Замки щелкают, когда подхожу к машине. Открыв дверь, забираюсь на пассажирское сиденье рядом с водителем, который наблюдает за мной, положив на руль ладонь.
Во взгляде Кирилла уже привычная острота.
Он пять ночей провел в моей постели. Пять ночей подряд. И сегодня тоже должен.
Мы больше не ссоримся.
Я не прошу ставить себя в известность о его планах, если они не касаются его планов на ночь. Он так и делает. Но даже обходя все неподходящие темы, остается необходимым и близким, как чертова вторая кожа.

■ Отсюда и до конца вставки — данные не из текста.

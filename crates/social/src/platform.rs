use {
    async_trait::async_trait,
    chrono::DateTime,
    serde::Deserialize,
    tokio::sync::Mutex,
};

use crate::{
    segment::weighted_len,
    types::{MediaData, MessageNode},
};

/// Platform response date format, e.g. `Wed Oct 10 20:19:24 +0000 2018`.
const PLATFORM_DATE_FORMAT: &str = "%a %b %d %H:%M:%S %z %Y";

/// Network side of the platform. Implementations own authentication and
/// transport; this crate only sequences calls and interprets responses.
#[async_trait]
pub trait PlatformClient: Send + Sync {
    /// Fetch one message. `Ok(None)` when the platform has no such message.
    async fn get_message(&self, id: &str) -> anyhow::Result<Option<MessageNode>>;

    /// Submit a standard post and return the raw response body.
    async fn send_post(
        &self,
        text: &str,
        reply_to: Option<&str>,
        media: &[MediaData],
    ) -> anyhow::Result<serde_json::Value>;

    /// Submit a long-form post and return the raw response body.
    async fn send_long_post(
        &self,
        text: &str,
        reply_to: Option<&str>,
        media: &[MediaData],
    ) -> anyhow::Result<serde_json::Value>;

    /// Queue every submission goes through.
    fn request_queue(&self) -> &RequestQueue;
}

/// FIFO single-flight queue: at most one request runs at a time, and
/// waiters run in the order they arrived.
#[derive(Debug, Default)]
pub struct RequestQueue {
    slot: Mutex<()>,
}

impl RequestQueue {
    pub fn new() -> Self {
        Self::default()
    }

    /// Run `request` once every earlier request has finished.
    pub async fn add<F, Fut, T>(&self, request: F) -> T
    where
        F: FnOnce() -> Fut,
        Fut: Future<Output = T>,
    {
        let _slot = self.slot.lock().await;
        request().await
    }
}

/// Which submission endpoint a batch uses.
#[derive(Debug, Clone, Copy, PartialEq, Eq)]
pub enum PostVariant {
    Standard,
    LongForm,
}

impl PostVariant {
    /// Long-form when the unsplit content would not fit a standard post.
    #[must_use]
    pub fn for_content(text: &str, post_limit: usize) -> Self {
        if weighted_len(text) > post_limit {
            Self::LongForm
        } else {
            Self::Standard
        }
    }

    fn result_pointer(self) -> &'static str {
        match self {
            Self::Standard => "/data/create_tweet/tweet_results/result",
            Self::LongForm => "/data/notetweet_create/tweet_results/result",
        }
    }

    pub(crate) async fn submit(
        self,
        platform: &dyn PlatformClient,
        text: &str,
        reply_to: Option<&str>,
        media: &[MediaData],
    ) -> anyhow::Result<serde_json::Value> {
        match self {
            Self::Standard => platform.send_post(text, reply_to, media).await,
            Self::LongForm => platform.send_long_post(text, reply_to, media).await,
        }
    }

    /// Extract the created post from a response body. `None` when the body
    /// does not have the shape this variant produces.
    pub fn parse_response(self, body: &serde_json::Value) -> Option<CreatedPost> {
        let result = body.pointer(self.result_pointer())?;
        let raw = RawPostResult::deserialize(result).ok()?;
        let timestamp = raw
            .legacy
            .created_at
            .as_deref()
            .and_then(|s| DateTime::parse_from_str(s, PLATFORM_DATE_FORMAT).ok())
            .map(|dt| dt.timestamp());
        Some(CreatedPost {
            id: raw.rest_id,
            text: raw.legacy.full_text,
            conversation_id: raw.legacy.conversation_id_str,
            timestamp,
        })
    }
}

/// Fields the publisher needs from a successful submission.
#[derive(Debug, Clone, PartialEq, Eq)]
pub struct CreatedPost {
    pub id: String,
    pub text: String,
    pub conversation_id: Option<String>,
    /// Unix seconds, if the platform's date parsed.
    pub timestamp: Option<i64>,
}

#[derive(Deserialize)]
struct RawPostResult {
    rest_id: String,
    legacy: RawLegacy,
}

#[derive(Deserialize)]
struct RawLegacy {
    full_text: String,
    #[serde(default)]
    conversation_id_str: Option<String>,
    #[serde(default)]
    created_at: Option<String>,
}

#[allow(clippy::unwrap_used, clippy::expect_used)]
#[cfg(test)]
mod tests {
    use {
        super::*,
        serde_json::json,
        std::sync::{
            Arc,
            atomic::{AtomicUsize, Ordering},
        },
    };

    fn body(key: &str) -> serde_json::Value {
        json!({
            "data": {
                key: {
                    "tweet_results": {
                        "result": {
                            "rest_id": "1850",
                            "legacy": {
                                "full_text": "hello",
                                "conversation_id_str": "1700",
                                "created_at": "Wed Oct 10 20:19:24 +0000 2018"
                            }
                        }
                    }
                }
            }
        })
    }

    #[test]
    fn parses_standard_response() {
        let post = PostVariant::Standard
            .parse_response(&body("create_tweet"))
            .unwrap();
        assert_eq!(post.id, "1850");
        assert_eq!(post.text, "hello");
        assert_eq!(post.conversation_id.as_deref(), Some("1700"));
        assert_eq!(post.timestamp, Some(1_539_202_764));
    }

    #[test]
    fn parses_long_form_response() {
        let post = PostVariant::LongForm
            .parse_response(&body("notetweet_create"))
            .unwrap();
        assert_eq!(post.id, "1850");
    }

    #[test]
    fn variant_mismatch_is_unparsable() {
        assert!(
            PostVariant::Standard
                .parse_response(&body("notetweet_create"))
                .is_none()
        );
        assert!(
            PostVariant::Standard
                .parse_response(&json!({"errors": [{"message": "rate limited"}]}))
                .is_none()
        );
    }

    #[test]
    fn bad_date_leaves_timestamp_empty() {
        let mut b = body("create_tweet");
        b["data"]["create_tweet"]["tweet_results"]["result"]["legacy"]["created_at"] =
            json!("yesterday");
        let post = PostVariant::Standard.parse_response(&b).unwrap();
        assert_eq!(post.timestamp, None);
    }

    #[test]
    fn variant_follows_post_limit() {
        assert_eq!(PostVariant::for_content("short", 279), PostVariant::Standard);
        assert_eq!(
            PostVariant::for_content(&"a".repeat(279), 279),
            PostVariant::Standard
        );
        assert_eq!(
            PostVariant::for_content(&"a".repeat(280), 279),
            PostVariant::LongForm
        );
    }

    #[tokio::test(flavor = "current_thread")]
    async fn queue_runs_one_request_at_a_time_in_arrival_order() {
        let queue = Arc::new(RequestQueue::new());
        let in_flight = Arc::new(AtomicUsize::new(0));
        let max_in_flight = Arc::new(AtomicUsize::new(0));
        let order = Arc::new(std::sync::Mutex::new(Vec::new()));

        let mut handles = Vec::new();
        for i in 0..5 {
            let queue = Arc::clone(&queue);
            let in_flight = Arc::clone(&in_flight);
            let max_in_flight = Arc::clone(&max_in_flight);
            let order = Arc::clone(&order);
            handles.push(tokio::spawn(async move {
                queue
                    .add(|| async {
                        let now = in_flight.fetch_add(1, Ordering::SeqCst) + 1;
                        max_in_flight.fetch_max(now, Ordering::SeqCst);
                        tokio::task::yield_now().await;
                        order.lock().unwrap().push(i);
                        in_flight.fetch_sub(1, Ordering::SeqCst);
                    })
                    .await;
            }));
            // Let the task reach the queue before spawning the next one.
            for _ in 0..3 {
                tokio::task::yield_now().await;
            }
        }
        for handle in handles {
            handle.await.unwrap();
        }

        assert_eq!(max_in_flight.load(Ordering::SeqCst), 1);
        assert_eq!(*order.lock().unwrap(), vec![0, 1, 2, 3, 4]);
    }
}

В свете дня он, как всегда, выглядит моложе. Моложе, чем когда увидела его в первый раз. И во второй тоже. Его мальчишество, как драгоценное сокровище, которое храню у себя внутри, и будь он хоть десять раз серьезен, как сейчас, меня это не обманывает.
Мы расстались утром и, уходя, он обещал позвонить в районе пяти. Мы собирались в ресторан, а потом… собирались прогуляться, если не будет дождя. Точно так же, как сделали вчера. Позавчера ужин готовила я сама, а потом он два часа провел за своим ноутбуком, точно такой же сосредоточенный, как сейчас, а потом уснул, растянувшись на моем диване и обняв руками подушку, но только для того, чтобы в четыре утра разбудить меня своими настойчивыми ласками.
Внутри подрагивает, ведь я вижу заброшенную на заднее сиденье кожаную дорожную сумку.
Во всем этом… дерьме… меня греет только одна мысль - я уверена, он не уедет, не попрощавшись. Руки подрагивают, и я прячу ладони между колен.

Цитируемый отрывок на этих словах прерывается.